Audit Committee Charter
There will be an Audit Committee (the “Committee”) of the Board of Directors (the “Board”) of ValueVision Media, Inc., a Minnesota corporation (the “Company”).
The Committee will have the responsibility and authority to oversee the Company’s management and independent auditors in regard to corporate accounting and financial reporting, to select, evaluate and, where appropriate, replace the independent auditors, and to nominate the independent auditors to be proposed for approval by the shareholders in any proxy statement. The Committee also has oversight of the Company’s compliance with legal and regulatory requirements, the independent auditor’s qualifications and independence and the performance of the Company’s internal audit function and independent auditor. The Committee has the authority to conduct any investigation it deems appropriate, with full access to all books and records, facilities, personnel and outside advisors of the Company. The Committee will prepare an audit committee report as required by the rules of the SEC to be included in the Company’s annual proxy statement.
The Committee is empowered to retain its own outside legal counsel, auditors or other experts in its discretion to advise the Committee and to compensate such parties with the Company’s funds. The Company will provide appropriate funding, as determined by the Committee, for payment of compensation to any such advisors employed by the Committee.
The Committee will meet as often as it determines, but not less frequently than quarterly. The Committee will meet periodically with management, the internal auditors and the independent auditor in separate executive sessions. The Committee may request any officer or employee of the Company or the Company’s outside counsel or independent auditor to attend a meeting of the Committee or to meet with any members of, or consultants to, the Committee. The Committee will report regularly to the Board through presentations at Board meetings or by submission of the minutes of the Committee meetings to the Board. In addition to funding for the specific purposes described above, the Company will provide appropriate funding, as determined by the Committee, for ordinary administrative expenses that are necessary for the Committee to carry out its duties.

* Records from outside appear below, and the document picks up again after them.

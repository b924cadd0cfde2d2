//! Reader and writer for the CX aspect-list JSON shape, plus the per-element
//! codec used to archive aspects the local model does not understand.
//!
//! A CX stream is a JSON array of single-key objects, each naming an aspect
//! and carrying a list of its elements:
//!
//! ```text
//! [ {"numberVerification": [{"longNumber": 281474976710655}]},
//!   {"metaData": [...]}, {"nodes": [...]}, {"edges": [...]},
//!   {"someOtherAspect": [...]}, {"status": [{"error": "", "success": true}]} ]
//! ```
//!
//! Fragments of the same aspect may repeat; their elements are concatenated
//! in stream order.

use std::io::{Read, Write};

use serde::{Deserialize, Serialize};
use serde_json::{Map, Value};

use crate::aspects::{
    MetaDataCollection, MetaDataElement, NamespacesElement, OpaqueAspectArchive,
    OpaqueAspectElement, Provenance,
};
use crate::{CoreError, ExternalAspectId};

pub const NODES: &str = "nodes";
pub const EDGES: &str = "edges";
pub const NETWORK_ATTRIBUTES: &str = "networkAttributes";
pub const METADATA: &str = "metaData";
pub const PRE_METADATA: &str = "preMetaData";
pub const POST_METADATA: &str = "postMetaData";
pub const NAMESPACES: &str = "@context";
pub const PROVENANCE: &str = "provenanceHistory";
pub const NUMBER_VERIFICATION: &str = "numberVerification";
pub const STATUS: &str = "status";

const LONG_NUMBER_CHECK: i64 = 281_474_976_710_655;

#[derive(Debug, Clone, PartialEq, Eq, Serialize, Deserialize)]
pub struct CxNode {
    #[serde(rename = "@id")]
    pub id: ExternalAspectId,
    #[serde(rename = "n", default, skip_serializing_if = "Option::is_none")]
    pub name: Option<String>,
    #[serde(rename = "r", default, skip_serializing_if = "Option::is_none")]
    pub represents: Option<String>,
}

#[derive(Debug, Clone, PartialEq, Eq, Serialize, Deserialize)]
pub struct CxEdge {
    #[serde(rename = "@id")]
    pub id: ExternalAspectId,
    #[serde(rename = "s")]
    pub source: ExternalAspectId,
    #[serde(rename = "t")]
    pub target: ExternalAspectId,
    #[serde(rename = "i", default, skip_serializing_if = "Option::is_none")]
    pub interaction: Option<String>,
}

#[derive(Debug, Clone, PartialEq, Serialize, Deserialize)]
pub struct CxNetworkAttribute {
    #[serde(rename = "n")]
    pub name: String,
    #[serde(rename = "v")]
    pub value: Value,
}

#[derive(Debug, Clone, Default, PartialEq)]
pub struct CxDocument {
    pub nodes: Vec<CxNode>,
    pub edges: Vec<CxEdge>,
    pub network_attributes: Vec<CxNetworkAttribute>,
    pub metadata: Option<MetaDataCollection>,
    pub namespaces: Option<NamespacesElement>,
    pub provenance: Option<Provenance>,
    pub opaque: OpaqueAspectArchive,
}

impl CxDocument {
    /// Value of the `name` network attribute, if it is a string.
    pub fn network_name(&self) -> Option<&str> {
        self.network_attributes
            .iter()
            .find(|a| a.name == "name")
            .and_then(|a| a.value.as_str())
    }

    pub fn set_network_name(&mut self, name: &str) {
        let value = Value::String(name.to_string());
        match self.network_attributes.iter_mut().find(|a| a.name == "name") {
            Some(attr) => attr.value = value,
            None => self.network_attributes.insert(
                0,
                CxNetworkAttribute {
                    name: "name".into(),
                    value,
                },
            ),
        }
    }
}

fn elements_of<T: for<'de> Deserialize<'de>>(
    aspect: &str,
    elements: Vec<Value>,
) -> Result<Vec<T>, CoreError> {
    elements
        .into_iter()
        .map(|v| {
            serde_json::from_value(v)
                .map_err(|e| CoreError::Serialization(format!("bad {aspect} element: {e}")))
        })
        .collect()
}

fn merge_metadata(doc: &mut CxDocument, elements: Vec<MetaDataElement>) {
    let collection = doc.metadata.get_or_insert_with(MetaDataCollection::default);
    for element in elements {
        collection.merge(element);
    }
}

pub fn read_document<R: Read>(reader: R) -> Result<CxDocument, CoreError> {
    let fragments: Vec<Map<String, Value>> = serde_json::from_reader(reader)
        .map_err(|e| CoreError::Serialization(format!("not a CX aspect list: {e}")))?;

    let mut doc = CxDocument::default();
    for fragment in fragments {
        for (aspect, payload) in fragment {
            let elements = match payload {
                Value::Array(items) => items,
                other => vec![other],
            };
            match aspect.as_str() {
                NODES => doc.nodes.extend(elements_of::<CxNode>(NODES, elements)?),
                EDGES => doc.edges.extend(elements_of::<CxEdge>(EDGES, elements)?),
                NETWORK_ATTRIBUTES => doc
                    .network_attributes
                    .extend(elements_of::<CxNetworkAttribute>(NETWORK_ATTRIBUTES, elements)?),
                METADATA | PRE_METADATA | POST_METADATA => {
                    let parsed = elements_of::<MetaDataElement>(METADATA, elements)?;
                    merge_metadata(&mut doc, parsed);
                }
                NAMESPACES => {
                    let parsed = elements_of::<NamespacesElement>(NAMESPACES, elements)?;
                    let namespaces = doc.namespaces.get_or_insert_with(NamespacesElement::default);
                    for element in parsed {
                        namespaces.prefixes.extend(element.prefixes);
                    }
                }
                PROVENANCE => {
                    // Only the latest provenance entry is meaningful.
                    let parsed = elements_of::<Provenance>(PROVENANCE, elements)?;
                    if let Some(last) = parsed.into_iter().last() {
                        doc.provenance = Some(last);
                    }
                }
                NUMBER_VERIFICATION | STATUS => {}
                _ => {
                    let archived = doc.opaque.entry(aspect.clone()).or_default();
                    archived.extend(
                        elements
                            .into_iter()
                            .map(|data| OpaqueAspectElement::new(aspect.clone(), data)),
                    );
                }
            }
        }
    }
    Ok(doc)
}

fn fragment<T: Serialize>(aspect: &str, elements: &[T]) -> Result<Value, CoreError> {
    let mut map = Map::new();
    map.insert(aspect.to_string(), serde_json::to_value(elements)?);
    Ok(Value::Object(map))
}

pub fn write_document<W: Write>(doc: &CxDocument, writer: W) -> Result<(), CoreError> {
    let mut fragments = vec![fragment(
        NUMBER_VERIFICATION,
        &[serde_json::json!({ "longNumber": LONG_NUMBER_CHECK })],
    )?];

    if let Some(metadata) = &doc.metadata {
        fragments.push(fragment(METADATA, &metadata.elements)?);
    }
    if let Some(namespaces) = &doc.namespaces {
        fragments.push(fragment(NAMESPACES, std::slice::from_ref(namespaces))?);
    }
    if !doc.network_attributes.is_empty() {
        fragments.push(fragment(NETWORK_ATTRIBUTES, &doc.network_attributes)?);
    }
    if !doc.nodes.is_empty() {
        fragments.push(fragment(NODES, &doc.nodes)?);
    }
    if !doc.edges.is_empty() {
        fragments.push(fragment(EDGES, &doc.edges)?);
    }
    if let Some(provenance) = &doc.provenance {
        fragments.push(fragment(PROVENANCE, std::slice::from_ref(provenance))?);
    }
    for (aspect, elements) in &doc.opaque {
        let data: Vec<&Value> = elements.iter().map(|e| &e.data).collect();
        fragments.push(fragment(aspect, &data)?);
    }
    fragments.push(fragment(
        STATUS,
        &[serde_json::json!({ "error": "", "success": true })],
    )?);

    serde_json::to_writer(writer, &fragments)?;
    Ok(())
}

pub fn write_document_to_vec(doc: &CxDocument) -> Result<Vec<u8>, CoreError> {
    let mut buf = Vec::new();
    write_document(doc, &mut buf)?;
    Ok(buf)
}

/// Encodes opaque aspect elements one at a time into self-delimiting text
/// units, and decodes a concatenation of such units back.
pub trait ElementCodec: Send + Sync {
    fn encode(&self, element: &OpaqueAspectElement) -> Result<String, CoreError>;

    fn decode_all(
        &self,
        aspect_name: &str,
        blob: &str,
    ) -> Result<Vec<OpaqueAspectElement>, CoreError>;
}

/// One JSON value per element, newline separated.
#[derive(Debug, Clone, Copy, Default)]
pub struct JsonElementCodec;

impl ElementCodec for JsonElementCodec {
    fn encode(&self, element: &OpaqueAspectElement) -> Result<String, CoreError> {
        Ok(serde_json::to_string(&element.data)?)
    }

    fn decode_all(
        &self,
        aspect_name: &str,
        blob: &str,
    ) -> Result<Vec<OpaqueAspectElement>, CoreError> {
        serde_json::Deserializer::from_str(blob)
            .into_iter::<Value>()
            .map(|item| {
                item.map(|data| OpaqueAspectElement::new(aspect_name, data))
                    .map_err(CoreError::from)
            })
            .collect()
    }
}

#[cfg(test)]
mod tests {
    use super::*;
    use serde_json::json;

    const SAMPLE: &str = r#"[
        {"numberVerification": [{"longNumber": 281474976710655}]},
        {"metaData": [{"name": "nodes", "idCounter": 2}]},
        {"@context": [{"ncbigene": "http://identifiers.org/ncbigene/"}]},
        {"networkAttributes": [{"n": "name", "v": "Tiny"}]},
        {"nodes": [{"@id": 1, "n": "A"}, {"@id": 2, "n": "B"}]},
        {"edges": [{"@id": 5, "s": 1, "t": 2, "i": "binds"}]},
        {"cyVisualProperties": [{"properties_of": "network"}]},
        {"cyVisualProperties": [{"properties_of": "nodes:default"}]},
        {"postMetaData": [{"name": "edges", "idCounter": 5}]},
        {"status": [{"error": "", "success": true}]}
    ]"#;

    #[test]
    fn reads_known_and_unknown_aspects() {
        let doc = read_document(SAMPLE.as_bytes()).unwrap();
        assert_eq!(doc.nodes.len(), 2);
        assert_eq!(doc.edges[0].source, ExternalAspectId::new(1));
        assert_eq!(doc.network_name(), Some("Tiny"));
        let metadata = doc.metadata.as_ref().unwrap();
        assert!(metadata.get("nodes").is_some());
        assert!(metadata.get("edges").is_some());
        assert_eq!(
            doc.namespaces.as_ref().unwrap().prefixes.get("ncbigene").map(String::as_str),
            Some("http://identifiers.org/ncbigene/")
        );

        let visual = &doc.opaque["cyVisualProperties"];
        assert_eq!(visual.len(), 2);
        assert_eq!(visual[1].data, json!({"properties_of": "nodes:default"}));
        assert!(!doc.opaque.contains_key(STATUS));
    }

    #[test]
    fn post_metadata_completes_earlier_entry() {
        let stream = r#"[
            {"metaData": [{"name": "nodes", "version": "1.0", "consistencyGroup": 1,
                           "properties": [{"name": "source", "value": "import"}],
                           "checksum": "abc"}]},
            {"nodes": [{"@id": 1}]},
            {"postMetaData": [{"name": "nodes", "idCounter": 1, "elementCount": 1}]}
        ]"#;
        let doc = read_document(stream.as_bytes()).unwrap();

        let nodes = doc.metadata.as_ref().unwrap().get("nodes").unwrap();
        assert_eq!(nodes.version.as_deref(), Some("1.0"));
        assert_eq!(nodes.consistency_group, Some(1));
        assert_eq!(nodes.id_counter, Some(1));
        assert_eq!(nodes.element_count, Some(1));
        assert_eq!(nodes.properties.len(), 1);
        assert_eq!(nodes.extra.get("checksum"), Some(&json!("abc")));

        let written = read_document(write_document_to_vec(&doc).unwrap().as_slice()).unwrap();
        assert_eq!(written.metadata, doc.metadata);
    }

    #[test]
    fn written_document_reads_back() {
        let doc = read_document(SAMPLE.as_bytes()).unwrap();
        let bytes = write_document_to_vec(&doc).unwrap();
        let again = read_document(bytes.as_slice()).unwrap();
        assert_eq!(again, doc);
    }

    #[test]
    fn rejects_non_array_input() {
        let result = read_document(r#"{"nodes": []}"#.as_bytes());
        assert!(matches!(result, Err(CoreError::Serialization(_))));
    }

    #[test]
    fn set_network_name_replaces_existing() {
        let mut doc = CxDocument::default();
        doc.set_network_name("first");
        doc.set_network_name("second");
        assert_eq!(doc.network_attributes.len(), 1);
        assert_eq!(doc.network_name(), Some("second"));
    }

    #[test]
    fn element_codec_concatenates_independent_units() {
        let codec = JsonElementCodec;
        let elements = vec![
            OpaqueAspectElement::new("x", json!({"a": 1})),
            OpaqueAspectElement::new("x", json!("text\nwith newline")),
            OpaqueAspectElement::new("x", json!([1, 2, 3])),
        ];
        let blob = elements
            .iter()
            .map(|e| codec.encode(e).unwrap())
            .collect::<Vec<_>>()
            .join("\n");
        assert_eq!(codec.decode_all("x", &blob).unwrap(), elements);
    }

    #[test]
    fn element_codec_rejects_truncated_blob() {
        let result = JsonElementCodec.decode_all("x", r#"{"a": 1}
{"b": "#);
        assert!(result.is_err());
    }

    #[test]
    fn empty_blob_decodes_to_no_elements() {
        assert!(JsonElementCodec.decode_all("x", "").unwrap().is_empty());
    }
}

The Committee will consist of at least three directors. Each director appointed to the Committee will:
a) not be disqualified from being an “independent director” within the meaning of Rule 4200 of the NASD Manual, and will have no relationship with the Company which, in the opinion of the Board, would interfere with the exercise of independent judgment;
b) not have participated in the preparation of the financial statements of the Company or any current subsidiary of the Company at any time during the past three years;
c) be able to read and understand fundamental financial statements, including the Company’s balance sheet, income statement and cash flow statement. If a director is not capable of understanding such fundamental financial statements, he or she must become able to do so within a reasonable period of time after appointment to the Committee; and
d) satisfy the independence requirements of Section 10A(m)(3) of the Securities Exchange Act of 1934 (the “Exchange Act”) and the rules and regulations of the Securities and Exchange Commission.
In particular, the Chairman of the Committee must have past employment experience in finance or accounting, requisite professional certification in accounting or any other comparable experience or background which results in the director’s financial sophistication.
The Committee recognizes that the preparation of the Company’s financial statements and other financial information is the responsibility of the Company’s management and that the auditing, or conducting limited reviews, of those financial statements and other financial information is the responsibility of the Company’s independent auditors. The Committee’s responsibility is to oversee the financial reporting process.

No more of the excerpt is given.